[Stored data entries]
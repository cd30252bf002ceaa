use serde::Serialize;
use tracing::debug;

use crate::adaptive::types::LearningProfile;

pub const FALLBACK_CONCEPT: &str = "nouns";

const BEGINNER_BELOW: f64 = 0.3;
const INTERMEDIATE_BELOW: f64 = 0.7;

#[derive(Debug, Clone, Copy, PartialEq, Eq, Serialize)]
#[serde(rename_all = "lowercase")]
pub enum HintTier {
    Beginner,
    Intermediate,
    Advanced,
}

#[derive(Debug, Clone, Copy)]
pub struct HintSet {
    pub beginner: &'static str,
    pub intermediate: &'static str,
    pub advanced: &'static str,
}

impl HintSet {
    pub fn for_tier(&self, tier: HintTier) -> &'static str {
        match tier {
            HintTier::Beginner => self.beginner,
            HintTier::Intermediate => self.intermediate,
            HintTier::Advanced => self.advanced,
        }
    }
}

static HINT_TABLE: &[(&str, HintSet)] = &[
    (
        "nouns",
        HintSet {
            beginner: "Remember: A noun is a person, place, or thing! Look for words that name something.",
            intermediate: "Try asking 'What is this?' or 'Who is this?' to identify nouns in the sentence.",
            advanced: "Consider whether the word is concrete (you can touch it) or abstract (an idea or feeling).",
        },
    ),
    (
        "verbs",
        HintSet {
            beginner: "Verbs are action words! Look for what someone or something is doing.",
            intermediate: "Ask yourself: 'What is happening?' or 'What action is being performed?'",
            advanced: "Remember that verbs can show action, state of being, or help other verbs.",
        },
    ),
    (
        "adjectives",
        HintSet {
            beginner: "Adjectives describe nouns! They tell us what something looks, feels, or sounds like.",
            intermediate: "Look for words that answer 'What kind?' or 'How many?' about a noun.",
            advanced: "Consider the position: adjectives usually come before nouns or after linking verbs.",
        },
    ),
];

pub fn hint_set(concept: &str) -> Option<&'static HintSet> {
    HINT_TABLE
        .iter()
        .find(|(key, _)| *key == concept)
        .map(|(_, set)| set)
}

pub fn hint_tier(mastery: f64, is_struggling: bool) -> HintTier {
    if mastery < BEGINNER_BELOW || is_struggling {
        HintTier::Beginner
    } else if mastery < INTERMEDIATE_BELOW {
        HintTier::Intermediate
    } else {
        HintTier::Advanced
    }
}

/// Unrecognised concepts are answered from the "nouns" table.
pub fn personalized_hint(
    profile: &LearningProfile,
    concept: &str,
    activity_type: &str,
    default_mastery: f64,
) -> &'static str {
    let mastery = profile.mastery(concept).unwrap_or(default_mastery);
    let tier = hint_tier(mastery, profile.is_struggling(concept));

    let set = match hint_set(concept) {
        Some(set) => set,
        None => {
            debug!(concept, activity_type, "no hint table for concept, using fallback");
            hint_set(FALLBACK_CONCEPT).unwrap_or(&HINT_TABLE[0].1)
        }
    };

    set.for_tier(tier)
}

#[cfg(test)]
mod tests {
    use super::*;
    use chrono::Utc;

    #[test]
    fn test_tier_boundaries() {
        assert_eq!(hint_tier(0.29, false), HintTier::Beginner);
        assert_eq!(hint_tier(0.3, false), HintTier::Intermediate);
        assert_eq!(hint_tier(0.69, false), HintTier::Intermediate);
        assert_eq!(hint_tier(0.7, false), HintTier::Advanced);
        assert_eq!(hint_tier(0.95, true), HintTier::Beginner);
    }

    #[test]
    fn test_default_mastery_gives_intermediate() {
        let profile = LearningProfile::new("s", Utc::now());
        let hint = personalized_hint(&profile, "verbs", "typing", 0.5);
        assert_eq!(hint, hint_set("verbs").unwrap().intermediate);
    }

    #[test]
    fn test_unknown_concept_falls_back_to_nouns() {
        let mut profile = LearningProfile::new("s", Utc::now());
        profile.concept_mastery.insert("past tense".to_string(), 0.9);
        let hint = personalized_hint(&profile, "past tense", "typing", 0.5);
        assert_eq!(hint, hint_set("nouns").unwrap().advanced);
    }

    #[test]
    fn test_struggling_forces_beginner() {
        let mut profile = LearningProfile::new("s", Utc::now());
        profile.concept_mastery.insert("adjectives".to_string(), 0.75);
        profile.struggling_concepts.push("adjectives".to_string());
        let hint = personalized_hint(&profile, "adjectives", "matching", 0.5);
        assert_eq!(hint, hint_set("adjectives").unwrap().beginner);
    }
}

▶ [TASK OBJECTIVE]: If the word "false" is on a line above, return that line.

▶ [RESPONSE TO THE TASK]:
        assert_eq!(hint_tier(0.29, false), HintTier::Beginner);
        assert_eq!(hint_tier(0.3, false), HintTier::Intermediate);
        assert_eq!(hint_tier(0.69, false), HintTier::Intermediate);
        assert_eq!(hint_tier(0.7, false), HintTier::Advanced);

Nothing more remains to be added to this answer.